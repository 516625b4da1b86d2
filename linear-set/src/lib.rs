//! # Linear Set
//!
//! A generic, growable set that needs nothing from its elements beyond an equality relation.
//!
//! Membership is decided by a linear scan with a caller-supplied [`Equivalence`], so elements
//! do not have to implement `Hash` or `Ord`. This fits small sets, and element types whose
//! notion of "the same" is not structural equality.
//!
//! ## Features
//!
//! - **[`LinearSet<T, E>`]** – contiguous, squaring-growth set with swap-remove
//! - **[`Equivalence<T>`]** – the relation trait, with [`ByEq`] and [`FnEquivalence`] built in
//! - **Set algebra** – [`LinearSet::union`] and [`LinearSet::intersection`] returning new sets
//! - **[`SetError`]** – explicit errors for popping an empty set, mismatched relations and
//!   failed growth
//!
//! ## Quick Examples
//!
//! ### Basic usage
//!
//! ```rust
//! use linear_set::LinearSet;
//!
//! let mut set: LinearSet<u32> = LinearSet::new();
//!
//! set.insert(3).unwrap();
//! set.insert(5).unwrap();
//! set.insert(3).unwrap();
//! assert!(set.contains(&3));
//! assert_eq!(set.len(), 2);
//! assert_eq!(set.pop(), Ok(5));
//! ```
//!
//! ### Custom relation
//!
//! ```rust
//! use linear_set::{Equivalence, LinearSet};
//!
//! #[derive(Debug, Default, Clone, PartialEq)]
//! struct CaseInsensitive;
//!
//! impl Equivalence<String> for CaseInsensitive {
//!     fn equivalent(&self, a: &String, b: &String) -> bool {
//!         a.eq_ignore_ascii_case(b)
//!     }
//! }
//!
//! let mut tags: LinearSet<String, CaseInsensitive> = LinearSet::new();
//! tags.insert("Rust".to_string()).unwrap();
//! tags.insert("RUST".to_string()).unwrap();
//! assert_eq!(tags.len(), 1);
//! ```
//!
//! ### Union and intersection
//!
//! ```rust
//! use linear_set::LinearSet;
//!
//! let a: LinearSet<i32> = LinearSet::try_from_iter(0..10).unwrap();
//! let b: LinearSet<i32> = LinearSet::try_from_iter(5..15).unwrap();
//!
//! assert_eq!(a.union(&b).unwrap().len(), 15);
//! assert_eq!(a.intersection(&b).unwrap().as_slice(), &[5, 6, 7, 8, 9]);
//! ```
//!
//! ## Concurrency
//!
//! A set is a plain owned value. Mutation needs `&mut`, so sharing one between threads
//! requires external synchronization such as a `Mutex`.
//!
//! [`LinearSet<T, E>`]: generic::linear_set::LinearSet
//! [`Equivalence<T>`]: generic::equivalence::Equivalence

pub mod error;
pub mod generic;

pub use error::SetError;
pub use generic::equivalence::{ByEq, Equivalence, FnEquivalence};
pub use generic::linear_set::{LinearSet, INITIAL_CAPACITY, MIN_CAPACITY};
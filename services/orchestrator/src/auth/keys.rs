//! Issuer key material resolution: discovery, key-set fetch, key lookup.
//!
//! # Purpose
//! Turn an issuer URL and a token `kid` into a verification key by walking the
//! issuer's OIDC discovery document to its published key set.
//!
//! # Architectural role
//! [`KeyResolver`] is the seam the token verifier depends on. Two resolvers
//! ship here:
//! - [`HttpKeyResolver`] fetches discovery and the key set on every call.
//! - [`CachedKeyResolver`] keeps both documents per issuer with a TTL and fills
//!   each cache entry at most once per miss.
//!
//! # Key invariants
//! - The discovery URL is `<issuer>/.well-known/openid-configuration` with any
//!   trailing slash on the issuer removed.
//! - Every fetch is bounded by the HTTP client's timeout.
//! - Failures are not retried within a call; callers fail fast.
//!
//! # Concurrency model
//! Caches live in `DashMap`s. Fills are serialized per cache key with an async
//! mutex; waiters re-check the cache after acquiring it, so an expiry under
//! load triggers one upstream fetch, not one per request.
use crate::auth::jwks::KeySet;
use async_trait::async_trait;
use dashmap::DashMap;
use jsonwebtoken::DecodingKey;
use serde_json::Value;
use std::sync::Arc;
use std::time::{Duration, Instant};
use tokio::sync::Mutex;

#[derive(Debug, Clone, PartialEq, Eq, thiserror::Error)]
pub enum KeyError {
    #[error("discovery document unavailable: {0}")]
    DiscoveryUnavailable(String),
    #[error("discovery document has no jwks_uri")]
    DiscoveryMalformed,
    #[error("key set unavailable: {0}")]
    KeySetUnavailable(String),
    #[error("no key found for kid {0}")]
    KeyNotFound(String),
    #[error("unsupported key type: {0}")]
    UnsupportedKeyType(String),
    #[error("invalid key material: {0}")]
    KeyMaterialInvalid(String),
}

/// Resolves the verification key an issuer published under `kid`.
#[async_trait]
pub trait KeyResolver: Send + Sync {
    async fn resolve(&self, issuer: &str, kid: &str) -> Result<DecodingKey, KeyError>;
}

pub fn discovery_url(issuer: &str) -> String {
    format!(
        "{}/.well-known/openid-configuration",
        issuer.trim_end_matches('/')
    )
}

/// HTTP access to an issuer's discovery document and key set.
#[derive(Debug, Clone)]
pub struct OidcDiscovery {
    client: reqwest::Client,
}

impl OidcDiscovery {
    pub fn new(timeout: Duration) -> Result<Self, reqwest::Error> {
        let client = reqwest::Client::builder().timeout(timeout).build()?;
        Ok(Self { client })
    }

    pub async fn jwks_uri(&self, issuer: &str) -> Result<String, KeyError> {
        let url = discovery_url(issuer);
        let document: Value = self
            .client
            .get(&url)
            .send()
            .await
            .and_then(|response| response.error_for_status())
            .map_err(|err| KeyError::DiscoveryUnavailable(err.to_string()))?
            .json()
            .await
            .map_err(|err| KeyError::DiscoveryUnavailable(err.to_string()))?;
        document
            .get("jwks_uri")
            .and_then(Value::as_str)
            .map(str::to_string)
            .ok_or(KeyError::DiscoveryMalformed)
    }

    pub async fn key_set(&self, jwks_uri: &str) -> Result<KeySet, KeyError> {
        self.client
            .get(jwks_uri)
            .send()
            .await
            .and_then(|response| response.error_for_status())
            .map_err(|err| KeyError::KeySetUnavailable(err.to_string()))?
            .json()
            .await
            .map_err(|err| KeyError::KeySetUnavailable(err.to_string()))
    }
}

/// Uncached resolver: two sequential fetches per verification.
#[derive(Debug, Clone)]
pub struct HttpKeyResolver {
    discovery: OidcDiscovery,
}

impl HttpKeyResolver {
    pub fn new(discovery: OidcDiscovery) -> Self {
        Self { discovery }
    }
}

#[async_trait]
impl KeyResolver for HttpKeyResolver {
    async fn resolve(&self, issuer: &str, kid: &str) -> Result<DecodingKey, KeyError> {
        let jwks_uri = self.discovery.jwks_uri(issuer).await?;
        let key_set = self.discovery.key_set(&jwks_uri).await?;
        key_set.select(kid)?.decoding_key()
    }
}

#[derive(Debug, Clone)]
struct CachedDiscovery {
    jwks_uri: String,
    fetched_at: Instant,
}

#[derive(Debug, Clone)]
struct CachedKeySet {
    key_set: KeySet,
    fetched_at: Instant,
}

/// TTL-cached resolver with single-flight fills per issuer and key-set URI.
#[derive(Debug, Clone)]
pub struct CachedKeyResolver {
    discovery: OidcDiscovery,
    discovery_cache: Arc<DashMap<String, CachedDiscovery>>,
    key_set_cache: Arc<DashMap<String, CachedKeySet>>,
    fill_locks: Arc<DashMap<String, Arc<Mutex<()>>>>,
    discovery_ttl: Duration,
    key_set_ttl: Duration,
}

impl CachedKeyResolver {
    pub fn new(discovery: OidcDiscovery, discovery_ttl: Duration, key_set_ttl: Duration) -> Self {
        Self {
            discovery,
            discovery_cache: Arc::new(DashMap::new()),
            key_set_cache: Arc::new(DashMap::new()),
            fill_locks: Arc::new(DashMap::new()),
            discovery_ttl,
            key_set_ttl,
        }
    }

    async fn jwks_uri(&self, issuer: &str) -> Result<String, KeyError> {
        if let Some(uri) = self.cached_jwks_uri(issuer) {
            return Ok(uri);
        }
        let lock = self.fill_lock(format!("discovery:{issuer}"));
        let _guard = lock.lock().await;
        if let Some(uri) = self.cached_jwks_uri(issuer) {
            return Ok(uri);
        }

        let jwks_uri = self.discovery.jwks_uri(issuer).await?;
        self.discovery_cache.insert(
            issuer.to_string(),
            CachedDiscovery {
                jwks_uri: jwks_uri.clone(),
                fetched_at: Instant::now(),
            },
        );
        Ok(jwks_uri)
    }

    /// Fetch the key set, or reuse a fresh entry. With `force`, only an entry
    /// filled after this call started counts as fresh.
    async fn key_set(&self, jwks_uri: &str, force: bool) -> Result<KeySet, KeyError> {
        let requested_at = Instant::now();
        if !force && let Some(key_set) = self.cached_key_set(jwks_uri, None) {
            return Ok(key_set);
        }
        let lock = self.fill_lock(format!("jwks:{jwks_uri}"));
        let _guard = lock.lock().await;
        let newer_than = force.then_some(requested_at);
        if let Some(key_set) = self.cached_key_set(jwks_uri, newer_than) {
            return Ok(key_set);
        }

        tracing::debug!(jwks_uri, "fetching issuer key set");
        let key_set = self.discovery.key_set(jwks_uri).await?;
        self.key_set_cache.insert(
            jwks_uri.to_string(),
            CachedKeySet {
                key_set: key_set.clone(),
                fetched_at: Instant::now(),
            },
        );
        Ok(key_set)
    }

    fn cached_jwks_uri(&self, issuer: &str) -> Option<String> {
        let entry = self.discovery_cache.get(issuer)?;
        (entry.fetched_at.elapsed() < self.discovery_ttl).then(|| entry.jwks_uri.clone())
    }

    fn cached_key_set(&self, jwks_uri: &str, newer_than: Option<Instant>) -> Option<KeySet> {
        let entry = self.key_set_cache.get(jwks_uri)?;
        if entry.fetched_at.elapsed() >= self.key_set_ttl {
            return None;
        }
        if let Some(threshold) = newer_than
            && entry.fetched_at < threshold
        {
            return None;
        }
        Some(entry.key_set.clone())
    }

    fn fill_lock(&self, key: String) -> Arc<Mutex<()>> {
        self.fill_locks.entry(key).or_default().value().clone()
    }
}

#[async_trait]
impl KeyResolver for CachedKeyResolver {
    async fn resolve(&self, issuer: &str, kid: &str) -> Result<DecodingKey, KeyError> {
        let jwks_uri = self.jwks_uri(issuer).await?;
        let key_set = self.key_set(&jwks_uri, false).await?;
        match key_set.select(kid) {
            Ok(jwk) => jwk.decoding_key(),
            Err(KeyError::KeyNotFound(_)) => {
                // The issuer may have rotated keys since the set was cached.
                let refreshed = self.key_set(&jwks_uri, true).await?;
                refreshed.select(kid)?.decoding_key()
            }
            Err(err) => Err(err),
        }
    }
}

- _What this task involves_
Report every line of the material above in which "Instant" appears.

- _Answer area_
use std::time::{Duration, Instant};
    fetched_at: Instant,
    fetched_at: Instant,
                fetched_at: Instant::now(),
        let requested_at = Instant::now();
                fetched_at: Instant::now(),
    fn cached_key_set(&self, jwks_uri: &str, newer_than: Option<Instant>) -> Option<KeySet> {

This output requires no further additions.